- [TASK DIRECTIONS]:
Only one stretch of the listing below is wanted: every line from the first to the line containing "const INBOUND_CAPACITY: usize = 256;", set down exactly.

-*-

//! Supervised broker connection with credential rotation.
//!
//! The supervisor loop is: fetch access config → connect (new) → close
//! (old) → sleep until shortly before the credentials expire → repeat.
//! A failed fetch is fatal. A failed connect backs off and re-fetches.
//! Each connection gets its own dispatch task that decrypts messages with
//! that connection's password and fans them out to listeners.
//!
//! ```rust,ignore
//! let channel = EventChannel::new(client, MqttConnector::default(), EventChannelConfig::default());
//! let id = channel.add_listener(|event| {
//!     println!("{event:?}");
//!     Ok(())
//! });
//! channel.start().await;
//! // ...
//! channel.stop().await;
//! ```

use std::panic::{AssertUnwindSafe, catch_unwind};
use std::sync::atomic::{AtomicU64, Ordering};
use std::sync::{Arc, LazyLock};
use std::time::Duration;

use dashmap::DashMap;
use tokio::sync::{Mutex, mpsc, watch};
use tokio::task::JoinHandle;
use tokio_util::sync::CancellationToken;
use tracing::{debug, error, info, warn};

use super::ProtocolVersion;
use super::broker::{
    AccessConfigSource, BrokerConnection, BrokerConnector, InboundMessage, ReconnectConfig,
    calculate_backoff,
};
use super::event::{ChannelEvent, MessageDecoder};

/// Link id sent with every access-config request; one per process.
static LINK_ID: LazyLock<String> = LazyLock::new(|| uuid::Uuid::new_v4().to_string());

/// Rotate this many seconds before the broker credentials expire.
const ROTATION_LEAD_SECS: u64 = 60;

const INBOUND_CAPACITY: usize = 256;

/// Error type listeners may return. Logged, never propagated.
pub type ListenerError = Box<dyn std::error::Error + Send + Sync>;

type Listener = Arc<dyn Fn(&ChannelEvent) -> Result<(), ListenerError> + Send + Sync>;

/// Handle returned by [`EventChannel::add_listener`].
#[derive(Debug, Clone, Copy, PartialEq, Eq, Hash)]
pub struct ListenerId(u64);

/// Lifecycle of the channel as seen through [`EventChannel::state`].
#[derive(Debug, Clone, Copy, PartialEq, Eq)]
pub enum ChannelState {
    Stopped,
    Connecting,
    Connected,
    Disconnecting,
    Errored,
}

/// Tuning knobs for [`EventChannel`].
#[derive(Debug, Clone)]
pub struct EventChannelConfig {
    pub protocol_version: ProtocolVersion,
    /// Backoff applied when a connect attempt fails.
    pub reconnect: ReconnectConfig,
    /// Lower bound on the wait between credential rotations.
    pub min_rotation: Duration,
}

impl Default for EventChannelConfig {
    fn default() -> Self {
        Self {
            protocol_version: ProtocolVersion::V2,
            reconnect: ReconnectConfig::default(),
            min_rotation: Duration::from_secs(30),
        }
    }
}

impl EventChannelConfig {
    pub fn with_protocol_version(mut self, version: ProtocolVersion) -> Self {
        self.protocol_version = version;
        self
    }
}

/// How long to keep a connection before fetching fresh credentials.
pub fn rotation_delay(expire_time_secs: u64, floor: Duration) -> Duration {
    Duration::from_secs(expire_time_secs.saturating_sub(ROTATION_LEAD_SECS)).max(floor)
}

// ── Listeners ────────────────────────────────────────────────────────

#[derive(Default)]
struct Listeners {
    entries: DashMap<ListenerId, Listener>,
    next_id: AtomicU64,
}

impl Listeners {
    fn add(&self, listener: Listener) -> ListenerId {
        let id = ListenerId(self.next_id.fetch_add(1, Ordering::Relaxed));
        self.entries.insert(id, listener);
        id
    }

    fn remove(&self, id: ListenerId) -> bool {
        self.entries.remove(&id).is_some()
    }

    /// Invoke every listener. Errors and panics are logged and contained.
    fn dispatch(&self, event: &ChannelEvent) {
        // Snapshot first so listeners may add or remove listeners.
        let snapshot: Vec<(ListenerId, Listener)> = self
            .entries
            .iter()
            .map(|e| (*e.key(), Arc::clone(e.value())))
            .collect();

        for (id, listener) in snapshot {
            match catch_unwind(AssertUnwindSafe(|| listener(event))) {
                Ok(Ok(())) => {}
                Ok(Err(e)) => warn!(listener = id.0, error = %e, "event listener failed"),
                Err(_) => error!(listener = id.0, "event listener panicked"),
            }
        }
    }
}

// ── EventChannel ─────────────────────────────────────────────────────

struct Supervisor {
    cancel: CancellationToken,
    handle: JoinHandle<()>,
}

struct Inner<S, C> {
    source: Arc<S>,
    connector: C,
    config: EventChannelConfig,
    listeners: Arc<Listeners>,
    state: watch::Sender<ChannelState>,
    supervisor: Mutex<Option<Supervisor>>,
}

impl<S, C> Inner<S, C> {
    fn set_state(&self, state: ChannelState) {
        self.state.send_if_modified(|current| {
            if *current == state {
                false
            } else {
                *current = state;
                true
            }
        });
    }
}

/// Realtime event channel over the vendor broker.
///
/// Cheaply cloneable; clones share the same supervisor and listeners.
pub struct EventChannel<S, C> {
    inner: Arc<Inner<S, C>>,
}

impl<S, C> Clone for EventChannel<S, C> {
    fn clone(&self) -> Self {
        Self {
            inner: Arc::clone(&self.inner),
        }
    }
}

impl<S, C> EventChannel<S, C>
where
    S: AccessConfigSource,
    C: BrokerConnector,
{
    pub fn new(source: Arc<S>, connector: C, config: EventChannelConfig) -> Self {
        let (state, _) = watch::channel(ChannelState::Stopped);
        Self {
            inner: Arc::new(Inner {
                source,
                connector,
                config,
                listeners: Arc::new(Listeners::default()),
                state,
                supervisor: Mutex::new(None),
            }),
        }
    }

    /// Register a listener for decoded events.
    pub fn add_listener<F>(&self, listener: F) -> ListenerId
    where
        F: Fn(&ChannelEvent) -> Result<(), ListenerError> + Send + Sync + 'static,
    {
        self.inner.listeners.add(Arc::new(listener))
    }

    /// Remove a listener. Returns `false` if the id was unknown.
    pub fn remove_listener(&self, id: ListenerId) -> bool {
        self.inner.listeners.remove(id)
    }

    pub fn state(&self) -> watch::Receiver<ChannelState> {
        self.inner.state.subscribe()
    }

    pub fn current_state(&self) -> ChannelState {
        *self.inner.state.borrow()
    }

    /// Whether the supervisor task is alive. It exits on its own after a
    /// fatal access-config failure or when the retry limit is reached.
    pub async fn is_running(&self) -> bool {
        self.inner
            .supervisor
            .lock()
            .await
            .as_ref()
            .is_some_and(|s| !s.handle.is_finished())
    }

    /// Spawn the supervisor. No-op while one is already running.
    pub async fn start(&self) {
        let mut slot = self.inner.supervisor.lock().await;
        if slot.as_ref().is_some_and(|s| !s.handle.is_finished()) {
            debug!("event channel already running");
            return;
        }

        let cancel = CancellationToken::new();
        let handle = tokio::spawn(supervise(Arc::clone(&self.inner), cancel.clone()));
        *slot = Some(Supervisor { cancel, handle });
        info!("event channel started");
    }

    /// Stop the supervisor and close the live connection.
    ///
    /// Returns once the broker socket is closed. Idempotent.
    pub async fn stop(&self) {
        let running = self.inner.supervisor.lock().await.take();
        let Some(Supervisor { cancel, handle }) = running else {
            return;
        };

        cancel.cancel();
        if let Err(e) = handle.await {
            warn!(error = %e, "event channel supervisor failed");
        }
        self.inner.set_state(ChannelState::Stopped);
        info!("event channel stopped");
    }
}

// ── Supervisor loop ──────────────────────────────────────────────────

async fn supervise<S, C>(inner: Arc<Inner<S, C>>, cancel: CancellationToken)
where
    S: AccessConfigSource,
    C: BrokerConnector,
{
    let version = inner.config.protocol_version;
    let mut live: Option<C::Connection> = None;
    let mut final_state = ChannelState::Stopped;
    let mut attempt: u32 = 0;

    loop {
        inner.set_state(ChannelState::Connecting);

        let fetched = tokio::select! {
            biased;
            () = cancel.cancelled() => break,
            r = inner.source.fetch_access_config(&LINK_ID, version) => r,
        };
        let access = match fetched {
            Ok(access) => access,
            Err(e) => {
                error!(error = %e, "broker access config fetch failed, stopping event channel");
                final_state = ChannelState::Errored;
                break;
            }
        };

        let (tx, rx) = mpsc::channel(INBOUND_CAPACITY);
        let connected = tokio::select! {
            biased;
            () = cancel.cancelled() => break,
            r = inner.connector.connect(&access, tx) => r,
        };

        match connected {
            Ok(connection) => {
                attempt = 0;
                let decoder = MessageDecoder::new(&access, version);
                tokio::spawn(dispatch_loop(rx, decoder, Arc::clone(&inner.listeners)));

                if let Some(old) = live.replace(connection) {
                    debug!("closing previous broker connection");
                    old.close().await;
                }
                inner.set_state(ChannelState::Connected);

                let wait = rotation_delay(access.expire_time, inner.config.min_rotation);
                info!(
                    rotate_in_secs = wait.as_secs(),
                    "broker connected, scheduling credential rotation"
                );

                tokio::select! {
                    biased;
                    () = cancel.cancelled() => break,
                    () = tokio::time::sleep(wait) => {}
                }
            }
            Err(e) => {
                inner.set_state(ChannelState::Errored);
                warn!(error = %e, attempt, "broker connect failed");

                if inner.config.reconnect.exhausted(attempt) {
                    error!(
                        max_retries = inner.config.reconnect.max_retries,
                        "broker connect limit reached, stopping event channel"
                    );
                    final_state = ChannelState::Errored;
                    break;
                }

                let delay = calculate_backoff(attempt, &inner.config.reconnect);
                debug!(
                    delay_ms = u64::try_from(delay.as_millis()).unwrap_or(u64::MAX),
                    attempt,
                    "waiting before broker reconnect"
                );
                tokio::select! {
                    biased;
                    () = cancel.cancelled() => break,
                    () = tokio::time::sleep(delay) => {}
                }
                attempt += 1;
            }
        }
    }

    if let Some(connection) = live.take() {
        inner.set_state(ChannelState::Disconnecting);
        connection.close().await;
    }
    inner.set_state(final_state);
    debug!("event channel supervisor exiting");
}

/// Decode messages from one connection until it closes.
async fn dispatch_loop(
    mut rx: mpsc::Receiver<InboundMessage>,
    decoder: MessageDecoder,
    listeners: Arc<Listeners>,
) {
    while let Some(message) = rx.recv().await {
        if message.topic != decoder.topic() {
            debug!(topic = %message.topic, "ignoring message on foreign topic");
            continue;
        }
        match decoder.decode(&message.payload) {
            Ok(event) => {
                debug!(?event, "broker event");
                listeners.dispatch(&event);
            }
            Err(e) => warn!(error = %e, "dropping undecodable broker message"),
        }
    }
}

-*-

- [FINAL ANSWER]:
//! Supervised broker connection with credential rotation.
//!
//! The supervisor loop is: fetch access config → connect (new) → close
//! (old) → sleep until shortly before the credentials expire → repeat.
//! A failed fetch is fatal. A failed connect backs off and re-fetches.
//! Each connection gets its own dispatch task that decrypts messages with
//! that connection's password and fans them out to listeners.
//!
//! ```rust,ignore
//! let channel = EventChannel::new(client, MqttConnector::default(), EventChannelConfig::default());
//! let id = channel.add_listener(|event| {
//!     println!("{event:?}");
//!     Ok(())
//! });
//! channel.start().await;
//! // ...
//! channel.stop().await;
//! ```

use std::panic::{AssertUnwindSafe, catch_unwind};
use std::sync::atomic::{AtomicU64, Ordering};
use std::sync::{Arc, LazyLock};
use std::time::Duration;

use dashmap::DashMap;
use tokio::sync::{Mutex, mpsc, watch};
use tokio::task::JoinHandle;
use tokio_util::sync::CancellationToken;
use tracing::{debug, error, info, warn};

use super::ProtocolVersion;
use super::broker::{
    AccessConfigSource, BrokerConnection, BrokerConnector, InboundMessage, ReconnectConfig,
    calculate_backoff,
};
use super::event::{ChannelEvent, MessageDecoder};

/// Link id sent with every access-config request; one per process.
static LINK_ID: LazyLock<String> = LazyLock::new(|| uuid::Uuid::new_v4().to_string());

/// Rotate this many seconds before the broker credentials expire.
const ROTATION_LEAD_SECS: u64 = 60;

const INBOUND_CAPACITY: usize = 256;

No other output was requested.